Oggi è il primo giorno di sole a Milano dopo due settimane di pioggia quasi continua.
Le riprese video hanno subito una battuta di arresto. Me ne mancano davvero poche ormai e tutte periferiche quindi con la pioggia uso la bici solo per andare al lavoro: tuta da pioggia e un po' di sana attenzione alle frenate.
Riprendo quindi con un video di archivio. Il percorso NON è ciclabile, si sviluppa lungo Corso XXII Marzo fino in centro, dietro al Duomo. Il corso è servitissimo dai mezzi pubblici che arrivano anche fino a Linate. Diciamo che qui problemi di mobilità non ci sarebbero se non fosse per il traffico veicolare.
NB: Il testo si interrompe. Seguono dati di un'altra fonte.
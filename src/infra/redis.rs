//! Redis-backed [`KvStore`].

use async_trait::async_trait;
use bytes::Bytes;
use deadpool_redis::{Config, Pool, PoolConfig, Runtime};
use redis::{RedisError, Value};
use tracing::debug;

use crate::cache::kv::{Command, KvError, KvStore, Order, Pipeline, Replies, Reply, ttl_seconds};

use super::error::InfraError;

#[derive(Clone)]
pub struct RedisKv {
    pool: Pool,
}

impl RedisKv {
    pub fn connect(url: &str, pool_size: usize) -> Result<Self, InfraError> {
        let mut config = Config::from_url(url);
        config.pool = Some(PoolConfig::new(pool_size));
        let pool = config
            .create_pool(Some(Runtime::Tokio1))
            .map_err(|err| InfraError::redis("pool creation", err))?;
        Ok(Self { pool })
    }

    pub async fn health_check(&self) -> Result<(), InfraError> {
        let mut connection = self
            .pool
            .get()
            .await
            .map_err(|err| InfraError::redis("connection checkout", err))?;
        redis::cmd("PING")
            .query_async::<String>(&mut connection)
            .await
            .map(|_| ())
            .map_err(|err| InfraError::redis("health check", err))
    }
}

#[async_trait]
impl KvStore for RedisKv {
    async fn execute(&self, pipeline: Pipeline) -> Result<Replies, KvError> {
        if pipeline.is_empty() {
            return Ok(Replies::default());
        }

        let atomic = pipeline.is_atomic();
        let commands = pipeline.into_commands();
        let mut pipe = redis::pipe();
        if atomic {
            pipe.atomic();
        }

        // Commands with a fixed answer (DEL of nothing) are not sent.
        let mut fixed: Vec<Option<Reply>> = Vec::with_capacity(commands.len());
        for command in &commands {
            match encode(command) {
                Some(cmd) => {
                    pipe.add_command(cmd);
                    fixed.push(None);
                }
                None => fixed.push(Some(Reply::Int(0))),
            }
        }

        let sent = fixed.iter().filter(|reply| reply.is_none()).count();
        let values = if sent == 0 {
            Vec::new()
        } else {
            let mut connection = self
                .pool
                .get()
                .await
                .map_err(|err| KvError::connection(err.to_string()))?;
            pipe.query_async::<Vec<Value>>(&mut connection)
                .await
                .map_err(map_redis_error)?
        };
        let mut values = values.into_iter();

        debug!(commands = commands.len(), sent, atomic, "executed redis pipeline");

        let mut replies = Vec::with_capacity(fixed.len());
        for slot in fixed {
            match slot {
                Some(reply) => replies.push(reply),
                None => {
                    let value = values.next().ok_or(KvError::MissingReply {
                        index: replies.len(),
                    })?;
                    replies.push(into_reply(value));
                }
            }
        }
        Ok(Replies::new(replies))
    }
}

fn encode(command: &Command) -> Option<redis::Cmd> {
    let cmd = match command {
        Command::Get { key } => {
            let mut cmd = redis::cmd("GET");
            cmd.arg(key);
            cmd
        }
        Command::SetEx { key, value, ttl } => {
            let mut cmd = redis::cmd("SET");
            cmd.arg(key)
                .arg(value.as_ref())
                .arg("EX")
                .arg(ttl_seconds(*ttl));
            cmd
        }
        Command::SetNxEx { key, value, ttl } => {
            let mut cmd = redis::cmd("SET");
            cmd.arg(key)
                .arg(value.as_ref())
                .arg("NX")
                .arg("EX")
                .arg(ttl_seconds(*ttl));
            cmd
        }
        Command::IncrBy { key, delta } => {
            let mut cmd = redis::cmd("INCRBY");
            cmd.arg(key).arg(*delta);
            cmd
        }
        Command::Del { keys } => {
            if keys.is_empty() {
                return None;
            }
            let mut cmd = redis::cmd("DEL");
            cmd.arg(keys);
            cmd
        }
        Command::Expire { key, ttl } => {
            let mut cmd = redis::cmd("EXPIRE");
            cmd.arg(key).arg(ttl_seconds(*ttl));
            cmd
        }
        Command::SAdd { key, member } => key_member("SADD", key, member),
        Command::SRem { key, member } => key_member("SREM", key, member),
        Command::SMembers { key } => {
            let mut cmd = redis::cmd("SMEMBERS");
            cmd.arg(key);
            cmd
        }
        Command::SIsMember { key, member } => key_member("SISMEMBER", key, member),
        Command::HSet { key, field, value } => {
            let mut cmd = redis::cmd("HSET");
            cmd.arg(key).arg(field).arg(*value);
            cmd
        }
        Command::HIncrBy { key, field, delta } => {
            let mut cmd = redis::cmd("HINCRBY");
            cmd.arg(key).arg(field).arg(*delta);
            cmd
        }
        Command::HGetAll { key } => {
            let mut cmd = redis::cmd("HGETALL");
            cmd.arg(key);
            cmd
        }
        Command::HDel { key, field } => key_member("HDEL", key, field),
        Command::ZAdd { key, member, score } => {
            let mut cmd = redis::cmd("ZADD");
            cmd.arg(key).arg(*score).arg(member);
            cmd
        }
        Command::ZIncrBy { key, member, delta } => {
            let mut cmd = redis::cmd("ZINCRBY");
            cmd.arg(key).arg(*delta).arg(member);
            cmd
        }
        Command::ZRange {
            key,
            start,
            stop,
            order,
        } => {
            let mut cmd = redis::cmd(match order {
                Order::Asc => "ZRANGE",
                Order::Desc => "ZREVRANGE",
            });
            cmd.arg(key).arg(*start).arg(*stop).arg("WITHSCORES");
            cmd
        }
        Command::ZRemRangeByRank { key, start, stop } => {
            let mut cmd = redis::cmd("ZREMRANGEBYRANK");
            cmd.arg(key).arg(*start).arg(*stop);
            cmd
        }
        Command::ZScan { key, cursor, count } => {
            let mut cmd = redis::cmd("ZSCAN");
            cmd.arg(key).arg(*cursor).arg("COUNT").arg(*count);
            cmd
        }
        Command::ZScore { key, member } => key_member("ZSCORE", key, member),
        Command::ZRem { key, member } => key_member("ZREM", key, member),
    };
    Some(cmd)
}

fn key_member(name: &str, key: &str, member: &str) -> redis::Cmd {
    let mut cmd = redis::cmd(name);
    cmd.arg(key).arg(member);
    cmd
}

fn into_reply(value: Value) -> Reply {
    match value {
        Value::Nil => Reply::Nil,
        Value::Okay => Reply::Ok,
        Value::Int(value) => Reply::Int(value),
        Value::Double(value) => Reply::Double(value),
        Value::Boolean(value) => Reply::Int(i64::from(value)),
        Value::BulkString(bytes) => Reply::Data(Bytes::from(bytes)),
        Value::SimpleString(text) if text == "OK" => Reply::Ok,
        Value::SimpleString(text) => Reply::Data(Bytes::from(text)),
        Value::Array(items) | Value::Set(items) => {
            Reply::Array(items.into_iter().map(into_reply).collect())
        }
        Value::Map(pairs) => Reply::Array(
            pairs
                .into_iter()
                .flat_map(|(field, value)| [into_reply(field), into_reply(value)])
                .collect(),
        ),
        _ => Reply::Nil,
    }
}

fn map_redis_error(err: RedisError) -> KvError {
    if err.is_io_error() || err.is_connection_dropped() || err.is_timeout() {
        KvError::connection(err.to_string())
    } else {
        KvError::command(err.to_string())
    }
}

#[cfg(test)]
mod tests {
    use std::time::Duration;

    use super::*;

    #[test]
    fn empty_delete_is_answered_locally() {
        let command = Command::Del { keys: Vec::new() };
        assert!(encode(&command).is_none());
    }

    #[test]
    fn set_carries_expiry_in_whole_seconds() {
        let command = Command::SetEx {
            key: "k".to_string(),
            value: Bytes::from_static(b"v"),
            ttl: Duration::from_millis(1500),
        };
        let cmd = encode(&command).expect("encodable");
        let packed = String::from_utf8_lossy(&cmd.get_packed_command()).into_owned();
        assert!(packed.contains("EX"));
        assert!(packed.contains("\r\n1\r\n"));
    }

    #[test]
    fn conditional_set_sends_nx_before_expiry() {
        let command = Command::SetNxEx {
            key: "lock".to_string(),
            value: Bytes::from_static(b"1"),
            ttl: Duration::from_secs(30),
        };
        let cmd = encode(&command).expect("encodable");
        let packed = String::from_utf8_lossy(&cmd.get_packed_command()).into_owned();
        assert!(packed.contains("NX\r\n$2\r\nEX\r\n$2\r\n30"));
    }

    #[test]
    fn resp3_maps_flatten_like_resp2() {
        let value = Value::Map(vec![(
            Value::BulkString(b"rust".to_vec()),
            Value::Int(3),
        )]);
        assert_eq!(
            into_reply(value),
            Reply::Array(vec![Reply::Data(Bytes::from_static(b"rust")), Reply::Int(3)])
        );
    }
}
Alcuni dati per inquadrare il tema - stiamo parlando di un sabato mattina trafficato ma non troppo e comunque meno di quanto accada durante i giorni lavorativi:
- percorso a piedi: 23 minuti ... la gamba è la mia
- percorso in auto: 18 minuti ... escluso il parcheggio
- tram: 12 minuti ... esclusa l'attesa (+4 minuti)
- percorso in bicicletta: 8 minuti ... compresi semafori
A mio avviso gli elementi salienti della esperienza sono stati:
- la auto parcheggiate in divieto di sosta: obbligano l'invasione della corsia preferenziale dei mezzi pubblici da parte delle altre auto e il conseguente rallentamento degli stessi.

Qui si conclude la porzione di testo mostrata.